Peregrinar é muito mais do que o acumular de passos na aplicação do smartwatch. Hoje, sabemos de antemão se estamos a entrar num intervalo de pulsações cardíacas diferentes do normal, hoje sabemos quantas calorias ingerimos ao pequeno-almoço, quantos copos de água ingerimos mas ainda não foi descoberta a chave para uma questão tão simples: o que é para ti a peregrinação? Encho-me de coragem e pergunto a quem é meu amigo e que se encontra ali, sentado, de colete pendurado por perto. Levam ao peito o número de peregrino, mas detenho-me a perguntar se aquele não é um número de perguntas sem resposta na tão longa viagem até ao lugar da Iria.
Todos me dizem que peregrinar é muito mais do que partir do ponto A ao ponto B. É gritar pela dor na lombar, é sentir a planta do pé a ferver, é sentir que tudo se vai perder ali, tão perto, cada vez mais perto! Peregrinar é acima de tudo, vivenciar. É partilhar o “quarto” com alguém que não conhecemos ou de quem somos amigos, é o apagar das luzes a uma hora de jantar tardio de família, é o acordar ainda sob a companhia da lua.
Francisco Azevedo (FA): Depois de um interregno de dois anos e a ausência de quem já se cruzou neste grupo, a chegada ao Altar do Mundo ganha outra dimensão?
Celina Silva (CS): É uma mistura de emoções. Não consigo explicar. Gratidão!
FA: Das cinco etapas que vos ligam ao Santuário, que parte é mais difícil de ultrapassar?
CS: Todas as etapas são difíceis, mas – com fé – é tudo mais fácil!
Descobri, em tempos, a necessidade de ir ao encontro de respostas concretas, saber ouvir o corpo nas alturas certas, da cabeça ao coração. Ontem, ao chegar perguntaram-me logo se já tínhamos trazido a vontade e fome para lhes fazer companhia. É muito giro misturarmo-nos no mesmo espaço com cento e oitenta e seis almas e tratarem-nos pelo nome, e alguns até pelo diminutivo. Hoje, prometi que os acompanhava na estrada. E cumpri, não tanto como gostaria. Vou dispensar o meu GPS, o restaurante “Convívio” era bem longe do que o destino a que o carro me levou! Quero continuar a fazê-lo até ao fim da jornada, voltar ao lugar da Iria e antes a Santa Catarina da Serra, como se trouxesse a mim as pessoas daquele tempo, daquele dia, daquela vez. Peregrinar é também ressuscitar, na impossibilidade da presença e do voltar a ouvir aquela voz e sentir aquele toque no ombro nos dias mais cinzentos.

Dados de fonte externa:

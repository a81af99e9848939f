//! The builtin type catalog.
//!
//! Builtins are ordinary [`TypeSymbol`]s identified by fingerprint, so the
//! constructors here can hand out fresh allocations: two calls to [`int`]
//! yield distinct `Rc`s that compare as the same type. The lowerer needs
//! `void` (terminal-return injection), `int`, `byte`, and `long` (literal
//! folding and counted-range loops); the rest round out the surface the
//! binder types expressions with.

use std::rc::Rc;

use crate::symbols::TypeSymbol;

#[must_use]
pub fn void() -> Rc<TypeSymbol> {
    TypeSymbol::new("void", vec![])
}

#[must_use]
pub fn boolean() -> Rc<TypeSymbol> {
    TypeSymbol::new("bool", vec![])
}

#[must_use]
pub fn byte() -> Rc<TypeSymbol> {
    TypeSymbol::new("byte", vec![])
}

#[must_use]
pub fn int() -> Rc<TypeSymbol> {
    TypeSymbol::new("int", vec![])
}

#[must_use]
pub fn long() -> Rc<TypeSymbol> {
    TypeSymbol::new("long", vec![])
}

#[must_use]
pub fn float() -> Rc<TypeSymbol> {
    TypeSymbol::new("float", vec![])
}

#[must_use]
pub fn string() -> Rc<TypeSymbol> {
    TypeSymbol::new("string", vec![])
}

/// The type of an expression that failed to bind. Earlier phases report the
/// diagnostic; the node itself still needs a type to flow through the IR.
#[must_use]
pub fn error() -> Rc<TypeSymbol> {
    TypeSymbol::new("error", vec![])
}

/// A started thread, joinable by the runtime.
#[must_use]
pub fn thread() -> Rc<TypeSymbol> {
    TypeSymbol::new("thread", vec![])
}

#[must_use]
pub fn array(element: Rc<TypeSymbol>) -> Rc<TypeSymbol> {
    TypeSymbol::new("array", vec![element])
}

#[must_use]
pub fn pointer(pointee: Rc<TypeSymbol>) -> Rc<TypeSymbol> {
    TypeSymbol::new("pointer", vec![pointee])
}

/// The type of a first-class function reference: parameter types in order,
/// then the return type.
#[must_use]
pub fn function(parameters: Vec<Rc<TypeSymbol>>, return_type: Rc<TypeSymbol>) -> Rc<TypeSymbol> {
    let mut sub_types = parameters;
    sub_types.push(return_type);
    TypeSymbol::new("fn", sub_types)
}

Para Tiago Soares, a viagem a Fátima fá-la por vocação. Dragão assumido, é vê-lo diversas vezes a conceder entrevistas aos órgãos de comunicação social junto ao Estádio do Dragão. Na noite da partida referiu com alguma mágoa não poder acompanhar o jogo do seu filho nesse domingo, pelas onze da manhã.
TS: Sem dúvida alguma que chegar ao Altar do Mundo sinto que a missão está cumprida, com muito esforço e dedicação. O grupo é do melhor que há! As dores e saber que temos de chegar ao Altar, as etapas são todas difíceis mas Nossa Sra. está do nosso lado.
É estranho não ter no grupo algumas pessoas. É certo que a peregrinação, a paróquia de Espinho e a fotografia já colocaram no meu caminho pessoas que emanam uma luz especial, e muitas delas reconhecerei os sorrisos e olhares. Recordando Raúl Solnado “é preciso deixar um rasto de luz por onde passamos…”. Ora, é mesmo esse o sentido da melhor imagem, mas para o fazer também preciso saber ser melhor pessoa. Isso traduz-se em ter capacidade para ouvir um sim, um não, um “faz assim que é melhor para ti, para o teu trabalho, para o teu futuro…”. Sinto que cada viagem é uma aprendizagem, cada peregrinação uma prova de admissão ao que vem a seguir. Seremos melhores pessoas no fim da jornada!? Não sei responder. Mas pelo menos que saibamos tirar dela o melhor partido, e se na noite de doze de maio sorrirmos para dentro e para fora – através do olhar, sim!! Todos os quilómetros valeram a pena!!